Finally, an Oracle acquisition!
Perhaps its first in 2007, Oracle announced a “strengthening of position in the embedded database market” with the acquisition of open-source database vendor Sleepycat Software.
Sleepycat’s Berkeley DB is part of open-source products including the Linux operating system, the BSD Unix OS, Apache Web server, OpenLDAP directory and the OpenOffice productivity suite.
With the addition of Sleepycat’s embedded database product portfolio, Oracle seeks to provide “enterprise-class support” together with its Oracle Lite for mobile devices and TimesTen for high-performance in-memory database applications.

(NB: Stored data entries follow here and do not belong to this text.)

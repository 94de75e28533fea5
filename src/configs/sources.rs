use serde::{Deserialize, Serialize};

const DEFAULT_HOSTS: &[&str] = &[
  "vidsrc.xyz",
  "vidsrc.in",
  "vidsrc.io",
  "vidsrc.me",
  "vidsrc.net",
  "vidsrc.pm",
  "vidsrc.vc",
  "vidsrc.to",
  "vidsrc.icu",
];

/// Mirror hosts and the URL templates used to build each one's first page.
///
/// Templates understand `{host}`, `{id}`, `{season}` and `{episode}`.
#[derive(Debug, Deserialize, Serialize, Clone)]
#[serde(default)]
pub struct SourcesConfig {
  pub hosts: Vec<String>,
  pub movie_path: String,
  pub series_path: String,
  pub episode_path: String,
}

impl Default for SourcesConfig {
  fn default() -> Self {
    Self {
      hosts: DEFAULT_HOSTS.iter().map(|h| h.to_string()).collect(),
      movie_path: "https://{host}/embed/movie/{id}".to_string(),
      series_path: "https://{host}/embed/tv/{id}".to_string(),
      episode_path: "https://{host}/embed/tv/{id}/{season}-{episode}".to_string(),
    }
  }
}
//! Best-effort static extraction over untrusted page markup.
//!
//! A page is handed to an ordered list of [`ManifestExtractor`] stages; the
//! first stage that yields a manifest URL wins and later stages never run.
//! Stages are pure: they see the body and nothing else. Next-hop discovery is
//! a separate search used only when every stage came up empty.

use regex::Regex;
use tracing::trace;

use crate::configs::ExtractionConfig;

pub mod decode;
pub mod direct;
pub mod encoded;
pub mod hidden;
pub mod next_hop;
pub mod packed;

pub use direct::DirectReference;
pub use encoded::EncodedPayload;
pub use hidden::HiddenPayload;
pub use next_hop::NextHopFinder;
pub use packed::PackedScript;

/// One extraction strategy.
pub trait ManifestExtractor: Send + Sync {
  fn name(&self) -> &'static str;
  fn extract(&self, body: &str) -> Option<String>;
}

/// A manifest URL plus the stage that found it.
#[derive(Debug, Clone, PartialEq, Eq)]
pub struct Extraction {
  pub manifest_url: String,
  pub stage: &'static str,
}

/// Finds manifest references inside already-extracted text.
#[derive(Debug, Clone)]
pub struct ManifestPattern {
  extension: String,
  absolute: Regex,
  scheme_relative: Regex,
}

impl ManifestPattern {
  pub fn new(extension: &str) -> Result<Self, regex::Error> {
    let ext = regex::escape(extension);
    Ok(Self {
      extension: extension.to_string(),
      absolute: Regex::new(&format!(r#"https?://[^\s'"<>\\]+?{ext}[^\s'"<>\\]*"#))?,
      scheme_relative: Regex::new(&format!(r#"(?:https?:)?//[^\s'"<>\\]+?{ext}[^\s'"<>\\]*"#))?,
    })
  }

  pub fn extension(&self) -> &str {
    &self.extension
  }

  pub fn mentions_manifest(&self, text: &str) -> bool {
    text.contains(self.extension.as_str())
  }

  /// First absolute `http(s)://…<ext>…` reference.
  pub fn find_absolute(&self, text: &str) -> Option<String> {
    self.absolute.find(text).map(|m| m.as_str().to_string())
  }

  /// Like [`find_absolute`](Self::find_absolute), but also accepts
  /// scheme-relative `//host/…` references, which are pinned to https.
  pub fn find_in_decoded(&self, text: &str) -> Option<String> {
    let found = self.scheme_relative.find(text)?.as_str();
    Some(match found.strip_prefix("//") {
      Some(rest) => format!("https://{}", rest),
      None => found.to_string(),
    })
  }
}

pub struct ExtractorChain {
  stages: Vec<Box<dyn ManifestExtractor>>,
  next_hop: NextHopFinder,
}

impl ExtractorChain {
  /// Direct match, encoded payload, hidden payload, packed script.
  pub fn from_config(config: &ExtractionConfig) -> Result<Self, regex::Error> {
    let pattern = ManifestPattern::new(&config.manifest_extension)?;
    let encoded = EncodedPayload::new(pattern.clone());
    let stages: Vec<Box<dyn ManifestExtractor>> = vec![
      Box::new(DirectReference::new(
        pattern.clone(),
        &config.direct_keys,
        config.strict_keys,
      )?),
      Box::new(encoded.clone()),
      Box::new(HiddenPayload::new(pattern.clone(), config.decoders.clone())),
      Box::new(PackedScript::new(pattern, encoded)),
    ];
    Ok(Self::with_stages(
      stages,
      NextHopFinder::new(config.script_extensions.clone()),
    ))
  }

  pub fn with_stages(stages: Vec<Box<dyn ManifestExtractor>>, next_hop: NextHopFinder) -> Self {
    Self { stages, next_hop }
  }

  pub fn stage_names(&self) -> Vec<&'static str> {
    self.stages.iter().map(|s| s.name()).collect()
  }

  pub fn extract(&self, body: &str) -> Option<Extraction> {
    self.stages.iter().find_map(|stage| {
      let found = stage.extract(body);
      trace!("Extractor {} -> {:?}", stage.name(), found);
      found.map(|manifest_url| Extraction {
        manifest_url,
        stage: stage.name(),
      })
    })
  }

  pub fn next_hop(&self, body: &str) -> Option<String> {
    self.next_hop.find(body)
  }
}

First developed in 1991, Berkeley DB is the core version of the Sleepycat embedded database, but the open-source vendor had also begun offering Java and XML versions of its database in recent years. Berkeley DB is complementary to Oracle’s other embedded databases, but differs in having no SQL layer and is able to store data in memory or on disk.
Berkeley DB release 4.5 was released in September 2006, and is touted for the ability for users to upgrade or patch a replicated Berkeley DB without having to take the entire system down, multi-version concurrency controls to handle simultaneous multiple database changes, and a replication framework.
At that time, Oracle representatives reported that Oracle research and development was investigating opportunities to get Berkeley DB to work with the Oracle product portfolio, but offered no concrete results.
Oracle also plans a refresh of Berkeley DB XML shortly.